Please restate, exactly as written, the lines running from the beginning of the material through the line that has "const MAX_LINE_TEXT_CHARS: usize = 60;" in it.

Records provided:
....................

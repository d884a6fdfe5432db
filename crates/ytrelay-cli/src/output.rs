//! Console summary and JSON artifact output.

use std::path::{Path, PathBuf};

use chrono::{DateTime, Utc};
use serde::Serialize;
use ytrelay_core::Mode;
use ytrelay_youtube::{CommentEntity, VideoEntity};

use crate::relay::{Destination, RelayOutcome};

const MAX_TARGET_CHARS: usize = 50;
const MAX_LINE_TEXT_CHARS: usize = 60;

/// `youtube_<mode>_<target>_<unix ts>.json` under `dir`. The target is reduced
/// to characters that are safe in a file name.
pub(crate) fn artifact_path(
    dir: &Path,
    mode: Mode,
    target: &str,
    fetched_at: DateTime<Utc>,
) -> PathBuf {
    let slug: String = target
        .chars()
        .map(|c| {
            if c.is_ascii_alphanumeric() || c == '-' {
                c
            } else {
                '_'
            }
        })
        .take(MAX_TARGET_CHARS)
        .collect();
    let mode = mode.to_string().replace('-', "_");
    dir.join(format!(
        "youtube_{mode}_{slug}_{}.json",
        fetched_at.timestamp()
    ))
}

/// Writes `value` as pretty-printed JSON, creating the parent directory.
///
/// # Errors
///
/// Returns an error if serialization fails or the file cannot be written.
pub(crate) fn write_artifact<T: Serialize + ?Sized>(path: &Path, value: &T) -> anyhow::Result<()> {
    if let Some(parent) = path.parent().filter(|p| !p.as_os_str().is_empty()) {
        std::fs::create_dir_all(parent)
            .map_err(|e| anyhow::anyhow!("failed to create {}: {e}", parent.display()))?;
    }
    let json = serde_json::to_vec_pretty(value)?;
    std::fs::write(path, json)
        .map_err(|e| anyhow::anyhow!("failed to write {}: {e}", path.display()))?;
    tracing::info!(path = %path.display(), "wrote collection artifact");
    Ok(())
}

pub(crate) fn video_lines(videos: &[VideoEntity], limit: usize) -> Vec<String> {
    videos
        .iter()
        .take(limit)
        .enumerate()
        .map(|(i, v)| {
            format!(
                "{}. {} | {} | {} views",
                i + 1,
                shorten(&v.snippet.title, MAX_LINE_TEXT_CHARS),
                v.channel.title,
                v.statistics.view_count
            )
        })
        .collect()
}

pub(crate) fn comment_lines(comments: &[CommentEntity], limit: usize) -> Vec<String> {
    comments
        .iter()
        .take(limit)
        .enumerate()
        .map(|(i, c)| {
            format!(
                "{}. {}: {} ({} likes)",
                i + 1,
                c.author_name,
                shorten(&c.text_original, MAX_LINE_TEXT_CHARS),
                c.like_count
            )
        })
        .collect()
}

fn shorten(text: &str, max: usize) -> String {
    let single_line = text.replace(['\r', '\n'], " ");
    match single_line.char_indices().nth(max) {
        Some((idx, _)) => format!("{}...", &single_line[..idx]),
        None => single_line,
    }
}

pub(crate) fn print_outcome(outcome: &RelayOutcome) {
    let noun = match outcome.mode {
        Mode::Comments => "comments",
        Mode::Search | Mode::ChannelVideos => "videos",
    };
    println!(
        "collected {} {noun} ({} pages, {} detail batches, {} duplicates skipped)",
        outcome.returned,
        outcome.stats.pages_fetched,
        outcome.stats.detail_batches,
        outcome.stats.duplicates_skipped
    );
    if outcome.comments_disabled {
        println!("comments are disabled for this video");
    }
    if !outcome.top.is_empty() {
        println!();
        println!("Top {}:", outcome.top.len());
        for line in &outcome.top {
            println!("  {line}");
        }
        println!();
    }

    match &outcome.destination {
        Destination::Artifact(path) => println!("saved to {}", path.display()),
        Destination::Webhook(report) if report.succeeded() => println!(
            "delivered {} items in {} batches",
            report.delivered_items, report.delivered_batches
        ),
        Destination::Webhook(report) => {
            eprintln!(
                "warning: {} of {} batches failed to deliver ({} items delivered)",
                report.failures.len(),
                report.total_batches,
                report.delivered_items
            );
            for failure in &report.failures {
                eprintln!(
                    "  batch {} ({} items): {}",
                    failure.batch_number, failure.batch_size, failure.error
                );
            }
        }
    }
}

....................

Reply:
repository d884a6fdfe5432db
filename crates/ytrelay-cli/src/output.rs
//! Console summary and JSON artifact output.

use std::path::{Path, PathBuf};

use chrono::{DateTime, Utc};
use serde::Serialize;
use ytrelay_core::Mode;
use ytrelay_youtube::{CommentEntity, VideoEntity};

use crate::relay::{Destination, RelayOutcome};

const MAX_TARGET_CHARS: usize = 50;
const MAX_LINE_TEXT_CHARS: usize = 60;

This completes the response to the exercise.